Tarceva is a tyrosine kinase inhibitor. However, it also has an anti-angiogenic effect on cancer cells. There are a number of classes of drugs that target angiogenesis (VEGF). At the protein level is Avastin. At the tyrosine kinase level is Iressa, Nexavar, Sutent and Tarceva. At the intracellular metabolic pathway mTOR level is Afinitor and Torisel.
When chemotherapy drugs work, they often cause tumors to shrink a lot, sometimes even making them disappear. But anti-angiogenesis drugs don't seem to work in the same way. In some cases they shrink tumors, but in others they just seem to stop them from growing any larger.
Newer approaches to treatment that combine anti-angiogenesis drugs with chemotherapy, other targeted drugs, or radiation may work better than using them alone. For instance, early studies that tested the drug Avastin by itself did not find that it helped people with cancer to live longer. But later studies found that when it was combined with chemotherapy to treat certain cancers, it helped people (some subsets of patients) live longer than if they got the chemotherapy alone.
Doctors aren't sure why this is the case. One theory is based on the fact that chemotherapy drugs may have a hard time getting to cells in the middle of tumors. Tumor blood vessels grow in a short amount of time and in an abnormal environment, so they are not as well-made and stable as normal blood vessels.
Because of this, they tend to be leaky. This affects how well drugs can reach the inside of the tumor. The theory is that anti-angiogenesis drugs may somehow stabilize these tumor blood vessels for a short period of time, allowing the chemotherapy to reach more tumor cells and be more effective.
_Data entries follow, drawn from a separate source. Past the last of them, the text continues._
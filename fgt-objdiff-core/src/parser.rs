//! FortiGate configuration text scanner.
//!
//! Parsing happens in two passes over the text of one source:
//!
//! 1. **Tenant segmentation.** Without a `config vdom` section the whole text is one
//!    tenant named `root`. Otherwise every `edit NAME` line whose next non-blank line
//!    opens `config system object-tagging` starts a tenant, which runs until the next
//!    such start. Tenants lacking that inner marker are not found; this heuristic is
//!    known to be fragile and is reported through [`ParseWarning`] when it finds nothing.
//! 2. **Block scanning.** A line state machine inside each tenant:
//!
//! ```text
//! Outside --"config firewall X"--> InTypeBlock --edit "NAME"--> InObject
//!    ^                               |    ^                       |
//!    +------- "end" / "config ..." --+    +-------- "next" -------+
//! ```
//!
//! An object still open when its block closes is unmatched and dropped.

use std::fmt::{self, Display, Formatter};
use std::path::Path;

use serde::Serialize;

use crate::model::{PropertyMap, TenantMap, TypeMap};
use crate::normalize::{normalize_property, NormalizeOptions};
use crate::source::{load_file, SourceError};

/// Line marking a multi-tenant (multi-VDOM) configuration.
pub const MULTI_TENANT_MARKER: &str = "config vdom";
/// Section expected as the first thing inside every tenant scope.
pub const TENANT_SCOPE_MARKER: &str = "config system object-tagging";
/// Implicit tenant of a single-VDOM configuration.
pub const DEFAULT_TENANT: &str = "root";
/// Tenant name used when segmentation could not find any tenant start.
pub const UNRESOLVED_TENANT: &str = "unresolved";

const FIREWALL_OPENER: &str = "config firewall ";
const BLOCK_TERMINATOR: &str = "end";
const OBJECT_TERMINATOR: &str = "next";

/// Non-fatal issues found while parsing one source.
#[derive(Debug, Clone, PartialEq, Eq, Serialize)]
#[serde(tag = "kind", rename_all = "snake_case")]
pub enum ParseWarning {
    /// A `config vdom` section exists but no tenant carried the scope marker, so the
    /// whole text was parsed as one `unresolved` tenant.
    UnresolvedTenants,
}

impl Display for ParseWarning {
    fn fmt(&self, f: &mut Formatter<'_>) -> fmt::Result {
        match self {
            ParseWarning::UnresolvedTenants => write!(
                f,
                "'{MULTI_TENANT_MARKER}' present but no tenant scope starts with \
                 '{TENANT_SCOPE_MARKER}'; parsed as a single '{UNRESOLVED_TENANT}' tenant"
            ),
        }
    }
}

/// Result of parsing one source.
#[derive(Debug, Clone, Default, PartialEq, Serialize)]
pub struct ParsedConfig {
    /// Whether the multi-tenant marker was found.
    pub multi_tenant: bool,
    /// Tenant → type → object → normalized properties.
    pub tenants: TenantMap,
    pub warnings: Vec<ParseWarning>,
}

impl ParsedConfig {
    /// Total number of objects over all tenants and types.
    pub fn object_count(&self) -> usize {
        self.tenants
            .values()
            .flat_map(|types| types.values())
            .map(|objects| objects.len())
            .sum()
    }
}

/// A tenant's slice of the source text.
#[derive(Debug, Clone, Copy, PartialEq, Eq)]
pub struct TenantSegment<'a> {
    pub name: &'a str,
    pub text: &'a str,
}

/// Parse configuration text into normalized tenant/type/object maps.
pub fn parse(text: &str, opts: &NormalizeOptions) -> ParsedConfig {
    let mut parsed = ParsedConfig {
        multi_tenant: is_multi_tenant(text),
        ..ParsedConfig::default()
    };

    let segments = if parsed.multi_tenant {
        let found = find_tenant_segments(text);
        if found.is_empty() {
            tracing::debug!("{}", ParseWarning::UnresolvedTenants);
            parsed.warnings.push(ParseWarning::UnresolvedTenants);
            vec![TenantSegment {
                name: UNRESOLVED_TENANT,
                text,
            }]
        } else {
            found
        }
    } else {
        vec![TenantSegment {
            name: DEFAULT_TENANT,
            text,
        }]
    };

    for segment in segments {
        let types = parsed.tenants.entry(segment.name.to_string()).or_default();
        let dropped = scan_blocks(segment.text, opts, types);
        if dropped > 0 {
            tracing::debug!(
                tenant = segment.name,
                dropped,
                "skipped unterminated object(s)"
            );
        }
    }

    tracing::debug!(
        tenants = parsed.tenants.len(),
        objects = parsed.object_count(),
        "parsed configuration"
    );
    parsed
}

/// Read and parse a configuration file.
pub fn parse_file(path: &Path, opts: &NormalizeOptions) -> Result<ParsedConfig, SourceError> {
    let text = load_file(path)?;
    Ok(parse(&text, opts))
}

/// Whether `text` contains a `config vdom` line.
pub fn is_multi_tenant(text: &str) -> bool {
    text.lines().any(|line| line.trim() == MULTI_TENANT_MARKER)
}

/// Locate tenant scopes: `edit NAME` lines immediately followed by the scope marker.
///
/// Each segment runs from its `edit` line to the start of the next segment, or the
/// end of the text.
pub fn find_tenant_segments(text: &str) -> Vec<TenantSegment<'_>> {
    let lines: Vec<(usize, &str)> = line_offsets(text).collect();
    let mut starts: Vec<(usize, &str)> = Vec::new();

    for (idx, (offset, line)) in lines.iter().enumerate() {
        let Some(name) = tenant_edit_target(line.trim()) else {
            continue;
        };
        let next = lines[idx + 1..]
            .iter()
            .map(|(_, l)| l.trim())
            .find(|l| !l.is_empty());
        if next.is_some_and(|l| l.starts_with(TENANT_SCOPE_MARKER)) {
            starts.push((*offset, name));
        }
    }

    starts
        .iter()
        .enumerate()
        .map(|(idx, &(start, name))| {
            let end = starts.get(idx + 1).map_or(text.len(), |(next, _)| *next);
            TenantSegment {
                name,
                text: &text[start..end],
            }
        })
        .collect()
}

enum ScanState<'a> {
    Outside,
    InTypeBlock {
        object_type: &'a str,
    },
    InObject {
        object_type: &'a str,
        name: &'a str,
        props: PropertyMap,
    },
}

/// Scan one tenant's text and merge its typed blocks into `types`.
///
/// Returns the number of objects dropped for lack of a `next` terminator.
fn scan_blocks(text: &str, opts: &NormalizeOptions, types: &mut TypeMap) -> usize {
    let mut state = ScanState::Outside;
    let mut dropped = 0;
    let mut lines = text.lines();

    while let Some(raw_line) = lines.next() {
        let line = raw_line.trim();

        state = match state {
            ScanState::Outside => open_block(line, types),
            ScanState::InTypeBlock { object_type } => {
                if is_opener(line) || line == BLOCK_TERMINATOR {
                    open_block(line, types)
                } else if let Some(name) = object_edit_name(line) {
                    ScanState::InObject {
                        object_type,
                        name,
                        props: PropertyMap::new(),
                    }
                } else {
                    ScanState::InTypeBlock { object_type }
                }
            }
            ScanState::InObject {
                object_type,
                name,
                mut props,
            } => {
                if line == OBJECT_TERMINATOR {
                    types
                        .entry(object_type.to_string())
                        .or_default()
                        .insert(name.to_string(), props);
                    ScanState::InTypeBlock { object_type }
                } else if is_opener(line) || line == BLOCK_TERMINATOR {
                    dropped += 1;
                    tracing::debug!(
                        object_type,
                        object = name,
                        closed_by = line,
                        "dropped unterminated object"
                    );
                    open_block(line, types)
                } else {
                    if let Some((key, value)) = set_directive(line) {
                        let value = continue_quoted(value, &mut lines);
                        if let Some(canonical) = normalize_property(key, &value, opts) {
                            props.insert(key.to_string(), canonical);
                        }
                    }
                    ScanState::InObject {
                        object_type,
                        name,
                        props,
                    }
                }
            }
        };
    }

    if let ScanState::InObject { object_type, name, .. } = state {
        dropped += 1;
        tracing::debug!(
            object_type,
            object = name,
            "dropped object left open at end of text"
        );
    }
    dropped
}

/// Enter a typed block if `line` opens one; anything else leaves the scanner outside.
fn open_block<'a>(line: &'a str, types: &mut TypeMap) -> ScanState<'a> {
    if line.starts_with(FIREWALL_OPENER) {
        types.entry(line.to_string()).or_default();
        ScanState::InTypeBlock { object_type: line }
    } else {
        ScanState::Outside
    }
}

fn is_opener(line: &str) -> bool {
    line == "config" || line.starts_with("config ")
}

/// `edit "NAME"` → `NAME` (non-empty, up to the closing quote).
fn object_edit_name(line: &str) -> Option<&str> {
    let rest = line.strip_prefix("edit \"")?;
    let close = rest.find('"')?;
    let name = &rest[..close];
    (!name.is_empty()).then_some(name)
}

/// `edit NAME` with a single unquoted token.
fn tenant_edit_target(line: &str) -> Option<&str> {
    let name = line.strip_prefix("edit ")?.trim();
    (!name.is_empty() && !name.contains(char::is_whitespace)).then_some(name)
}

/// `set KEY VALUE` → (`KEY`, `VALUE`); a `set` without a value is ignored.
fn set_directive(line: &str) -> Option<(&str, &str)> {
    let rest = line.strip_prefix("set ")?.trim_start();
    let (key, value) = rest.split_once(char::is_whitespace)?;
    let value = value.trim();
    (!value.is_empty()).then_some((key, value))
}

/// Extend a value whose quoted string continues on following lines.
fn continue_quoted<'a>(first: &str, lines: &mut impl Iterator<Item = &'a str>) -> String {
    let mut value = first.to_string();
    while !quotes_balanced(&value) {
        let Some(more) = lines.next() else {
            break;
        };
        value.push('\n');
        value.push_str(more.trim_end());
    }
    value
}

fn quotes_balanced(value: &str) -> bool {
    let mut count = 0;
    let mut escaped = false;
    for c in value.chars() {
        match c {
            '\\' if !escaped => {
                escaped = true;
                continue;
            }
            '"' if !escaped => count += 1,
            _ => {}
        }
        escaped = false;
    }
    count % 2 == 0
}

fn line_offsets(text: &str) -> impl Iterator<Item = (usize, &str)> {
    text.split_inclusive('\n').scan(0, |offset, chunk| {
        let start = *offset;
        *offset += chunk.len();
        Some((start, chunk.trim_end_matches(['\n', '\r'])))
    })
}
J Intern Med. 2008 Sep;264(3):275-87.
Cell culture detection of microvascular cell death in clinical specimens of human neoplasms and peripheral blood.
Weisenthal LM, Patel N, Rueff-Weisenthal C.
Weisenthal Cancer Group, Huntington Beach, CA 92647, USA. [email]email@example.com
BACKGROUND: Angiogenesis studies are limited by the clinical relevance of laboratory model systems. We developed a new method for measuring dead microvascular (MV) cells in clinical tissue, fluid and blood specimens, and applied this system to make several potentially novel observations relating to cancer pharmacology.
METHODS: Dead MV cells tend to have a hyperchromatic, refractile quality, further enhanced during the process of staining with Fast Green and counterstaining with either haematoxylin-eosin or Wright-Giemsa. We used this system to quantify the relative degree of direct antitumour versus anti-MV effects of cisplatin, erlotinib, imatinib, sorafenib, sunitinib, gefitinib and bevacizumab.
RESULTS: Bevacizumab had striking anti-MV effects and minimal antitumour effects; cisplatin had striking antitumour effects and minimal anti-MV effects. The 'nib' drugs had mixed antitumour and anti-MV effects. Anti-MV effects of erlotinib and gefitinib were equal to those of sunitinib and sorafenib. There was no detectable VEGF in culture medium without cells; tumour cells secreted copious VEGF, reduced to undetectable levels by bevacizumab, greatly reduced by cytotoxic levels of cisplatin + anguidine, and variably reduced by DMSO and/or ethanol. We observed anti-MV additivity between bevacizumab and other drugs on an individual patient basis. Peripheral blood specimens had numerous MV cells which were strikingly visualized for quantification with public domain image analysis software using bevacizumab essentially as an imaging reagent.
CONCLUSIONS: This system could be adapted for simple, inexpensive and sensitive/specific detection of tissue and circulating MV cells in a variety of neoplastic and non-neoplastic conditions, and for drug development and individualized cancer treatment.